§ **THE TASK**
An exact copy of each record is required.
(MATERIAL SUPPLIED begins)
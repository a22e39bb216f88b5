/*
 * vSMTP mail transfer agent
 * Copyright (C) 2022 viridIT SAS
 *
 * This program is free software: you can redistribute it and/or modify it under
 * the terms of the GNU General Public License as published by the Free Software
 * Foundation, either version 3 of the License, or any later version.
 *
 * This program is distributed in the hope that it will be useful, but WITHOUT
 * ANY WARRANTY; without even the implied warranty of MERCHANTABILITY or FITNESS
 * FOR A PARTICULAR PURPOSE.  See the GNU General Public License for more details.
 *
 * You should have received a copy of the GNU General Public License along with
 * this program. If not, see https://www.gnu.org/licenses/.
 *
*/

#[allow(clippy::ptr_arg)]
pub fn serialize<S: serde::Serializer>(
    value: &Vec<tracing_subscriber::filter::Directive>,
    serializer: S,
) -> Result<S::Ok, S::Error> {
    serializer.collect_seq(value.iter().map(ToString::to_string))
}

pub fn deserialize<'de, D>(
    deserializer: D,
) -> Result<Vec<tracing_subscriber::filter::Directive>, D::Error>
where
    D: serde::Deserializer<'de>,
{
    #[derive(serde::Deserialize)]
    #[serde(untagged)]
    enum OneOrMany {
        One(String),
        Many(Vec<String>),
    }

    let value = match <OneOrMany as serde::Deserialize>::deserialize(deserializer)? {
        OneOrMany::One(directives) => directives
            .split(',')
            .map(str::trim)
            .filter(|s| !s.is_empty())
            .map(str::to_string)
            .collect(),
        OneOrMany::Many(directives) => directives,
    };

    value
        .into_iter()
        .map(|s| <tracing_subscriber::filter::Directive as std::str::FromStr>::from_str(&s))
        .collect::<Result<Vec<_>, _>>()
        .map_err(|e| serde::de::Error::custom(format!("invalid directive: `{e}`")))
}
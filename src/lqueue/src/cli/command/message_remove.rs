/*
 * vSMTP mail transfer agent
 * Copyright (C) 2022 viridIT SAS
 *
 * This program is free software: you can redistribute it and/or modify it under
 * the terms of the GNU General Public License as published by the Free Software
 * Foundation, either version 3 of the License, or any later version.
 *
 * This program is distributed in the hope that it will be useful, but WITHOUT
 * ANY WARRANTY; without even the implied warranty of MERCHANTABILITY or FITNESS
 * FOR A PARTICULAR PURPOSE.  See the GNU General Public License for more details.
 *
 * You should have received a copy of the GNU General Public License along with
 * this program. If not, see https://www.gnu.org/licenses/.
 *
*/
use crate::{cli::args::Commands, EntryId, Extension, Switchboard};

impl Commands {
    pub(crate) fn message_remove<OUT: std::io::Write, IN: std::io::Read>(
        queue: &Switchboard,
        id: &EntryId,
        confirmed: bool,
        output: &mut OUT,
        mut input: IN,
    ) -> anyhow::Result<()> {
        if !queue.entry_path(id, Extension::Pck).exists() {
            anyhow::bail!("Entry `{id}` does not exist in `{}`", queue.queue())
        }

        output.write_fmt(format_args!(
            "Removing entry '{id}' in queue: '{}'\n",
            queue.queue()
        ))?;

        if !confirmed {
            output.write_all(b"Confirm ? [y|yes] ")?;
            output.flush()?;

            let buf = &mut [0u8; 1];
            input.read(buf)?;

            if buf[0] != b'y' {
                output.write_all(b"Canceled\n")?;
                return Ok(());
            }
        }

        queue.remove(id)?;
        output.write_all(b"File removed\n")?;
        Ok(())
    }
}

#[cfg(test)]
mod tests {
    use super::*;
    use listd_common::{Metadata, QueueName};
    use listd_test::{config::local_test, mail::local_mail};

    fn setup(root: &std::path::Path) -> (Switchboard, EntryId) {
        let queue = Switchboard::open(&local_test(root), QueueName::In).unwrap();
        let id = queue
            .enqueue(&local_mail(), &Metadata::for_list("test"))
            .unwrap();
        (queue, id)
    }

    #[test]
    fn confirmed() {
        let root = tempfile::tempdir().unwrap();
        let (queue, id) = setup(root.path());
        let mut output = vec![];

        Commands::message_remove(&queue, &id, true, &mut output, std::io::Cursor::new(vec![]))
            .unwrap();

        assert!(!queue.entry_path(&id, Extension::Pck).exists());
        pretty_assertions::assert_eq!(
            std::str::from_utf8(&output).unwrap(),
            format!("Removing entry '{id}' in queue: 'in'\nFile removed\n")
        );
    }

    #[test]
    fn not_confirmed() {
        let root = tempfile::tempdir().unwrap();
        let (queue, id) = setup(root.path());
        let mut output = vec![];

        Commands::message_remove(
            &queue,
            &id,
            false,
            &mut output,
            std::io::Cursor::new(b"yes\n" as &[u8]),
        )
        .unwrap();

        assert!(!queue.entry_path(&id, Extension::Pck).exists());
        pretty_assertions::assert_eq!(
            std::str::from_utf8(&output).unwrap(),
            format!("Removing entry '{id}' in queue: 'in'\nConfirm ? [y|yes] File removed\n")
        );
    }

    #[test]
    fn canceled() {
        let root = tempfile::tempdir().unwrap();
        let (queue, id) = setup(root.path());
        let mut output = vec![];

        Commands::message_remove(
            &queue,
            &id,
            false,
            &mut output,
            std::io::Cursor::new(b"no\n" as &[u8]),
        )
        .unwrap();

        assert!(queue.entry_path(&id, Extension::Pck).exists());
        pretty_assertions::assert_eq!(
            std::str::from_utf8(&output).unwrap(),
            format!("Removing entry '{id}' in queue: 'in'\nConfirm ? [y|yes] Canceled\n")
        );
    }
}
(MATERIAL SUPPLIED ends)
§ **SOLUTION TO THIS TASK**
repository a22e39bb216f88b5
/*
 * vSMTP mail transfer agent
 * Copyright (C) 2022 viridIT SAS
 *
 * This program is free software: you can redistribute it and/or modify it under
 * the terms of the GNU General Public License as published by the Free Software
 * Foundation, either version 3 of the License, or any later version.
 *
 * This program is distributed in the hope that it will be useful, but WITHOUT
 * ANY WARRANTY; without even the implied warranty of MERCHANTABILITY or FITNESS
 * FOR A PARTICULAR PURPOSE.  See the GNU General Public License for more details.
 *
 * You should have received a copy of the GNU General Public License along with
 * this program. If not, see https://www.gnu.org/licenses/.
 *
*/

#[allow(clippy::ptr_arg)]
pub fn serialize<S: serde::Serializer>(
    value: &Vec<tracing_subscriber::filter::Directive>,
    serializer: S,
) -> Result<S::Ok, S::Error> {
    serializer.collect_seq(value.iter().map(ToString::to_string))
}

pub fn deserialize<'de, D>(
    deserializer: D,
) -> Result<Vec<tracing_subscriber::filter::Directive>, D::Error>
where
    D: serde::Deserializer<'de>,
{
    #[derive(serde::Deserialize)]
    #[serde(untagged)]
    enum OneOrMany {
        One(String),
        Many(Vec<String>),
    }

    let value = match <OneOrMany as serde::Deserialize>::deserialize(deserializer)? {
        OneOrMany::One(directives) => directives
            .split(',')
            .map(str::trim)
            .filter(|s| !s.is_empty())
            .map(str::to_string)
            .collect(),
        OneOrMany::Many(directives) => directives,
    };

    value
        .into_iter()
        .map(|s| <tracing_subscriber::filter::Directive as std::str::FromStr>::from_str(&s))
        .collect::<Result<Vec<_>, _>>()
        .map_err(|e| serde::de::Error::custom(format!("invalid directive: `{e}`")))
}
filename src/lqueue/src/cli/command/message_remove.rs
/*
 * vSMTP mail transfer agent
 * Copyright (C) 2022 viridIT SAS
 *
 * This program is free software: you can redistribute it and/or modify it under
 * the terms of the GNU General Public License as published by the Free Software
 * Foundation, either version 3 of the License, or any later version.
 *
 * This program is distributed in the hope that it will be useful, but WITHOUT
 * ANY WARRANTY; without even the implied warranty of MERCHANTABILITY or FITNESS
 * FOR A PARTICULAR PURPOSE.  See the GNU General Public License for more details.
 *
 * You should have received a copy of the GNU General Public License along with
 * this program. If not, see https://www.gnu.org/licenses/.
 *
*/
use crate::{cli::args::Commands, EntryId, Extension, Switchboard};

impl Commands {
    pub(crate) fn message_remove<OUT: std::io::Write, IN: std::io::Read>(
        queue: &Switchboard,
        id: &EntryId,
        confirmed: bool,
        output: &mut OUT,
        mut input: IN,
    ) -> anyhow::Result<()> {
        if !queue.entry_path(id, Extension::Pck).exists() {
            anyhow::bail!("Entry `{id}` does not exist in `{}`", queue.queue())
        }

        output.write_fmt(format_args!(
            "Removing entry '{id}' in queue: '{}'\n",
            queue.queue()
        ))?;

        if !confirmed {
            output.write_all(b"Confirm ? [y|yes] ")?;
            output.flush()?;

            let buf = &mut [0u8; 1];
            input.read(buf)?;

            if buf[0] != b'y' {
                output.write_all(b"Canceled\n")?;
                return Ok(());
            }
        }

        queue.remove(id)?;
        output.write_all(b"File removed\n")?;
        Ok(())
    }
}

#[cfg(test)]
mod tests {
    use super::*;
    use listd_common::{Metadata, QueueName};
    use listd_test::{config::local_test, mail::local_mail};

    fn setup(root: &std::path::Path) -> (Switchboard, EntryId) {
        let queue = Switchboard::open(&local_test(root), QueueName::In).unwrap();
        let id = queue
            .enqueue(&local_mail(), &Metadata::for_list("test"))
            .unwrap();
        (queue, id)
    }

    #[test]
    fn confirmed() {
        let root = tempfile::tempdir().unwrap();
        let (queue, id) = setup(root.path());
        let mut output = vec![];

        Commands::message_remove(&queue, &id, true, &mut output, std::io::Cursor::new(vec![]))
            .unwrap();

        assert!(!queue.entry_path(&id, Extension::Pck).exists());
        pretty_assertions::assert_eq!(
            std::str::from_utf8(&output).unwrap(),
            format!("Removing entry '{id}' in queue: 'in'\nFile removed\n")
        );
    }

    #[test]
    fn not_confirmed() {
        let root = tempfile::tempdir().unwrap();
        let (queue, id) = setup(root.path());
        let mut output = vec![];

        Commands::message_remove(
            &queue,
            &id,
            false,
            &mut output,
            std::io::Cursor::new(b"yes\n" as &[u8]),
        )
        .unwrap();

        assert!(!queue.entry_path(&id, Extension::Pck).exists());
        pretty_assertions::assert_eq!(
            std::str::from_utf8(&output).unwrap(),
            format!("Removing entry '{id}' in queue: 'in'\nConfirm ? [y|yes] File removed\n")
        );
    }

    #[test]
    fn canceled() {
        let root = tempfile::tempdir().unwrap();
        let (queue, id) = setup(root.path());
        let mut output = vec![];

        Commands::message_remove(
            &queue,
            &id,
            false,
            &mut output,
            std::io::Cursor::new(b"no\n" as &[u8]),
        )
        .unwrap();

        assert!(queue.entry_path(&id, Extension::Pck).exists());
        pretty_assertions::assert_eq!(
            std::str::from_utf8(&output).unwrap(),
            format!("Removing entry '{id}' in queue: 'in'\nConfirm ? [y|yes] Canceled\n")
        );
    }
}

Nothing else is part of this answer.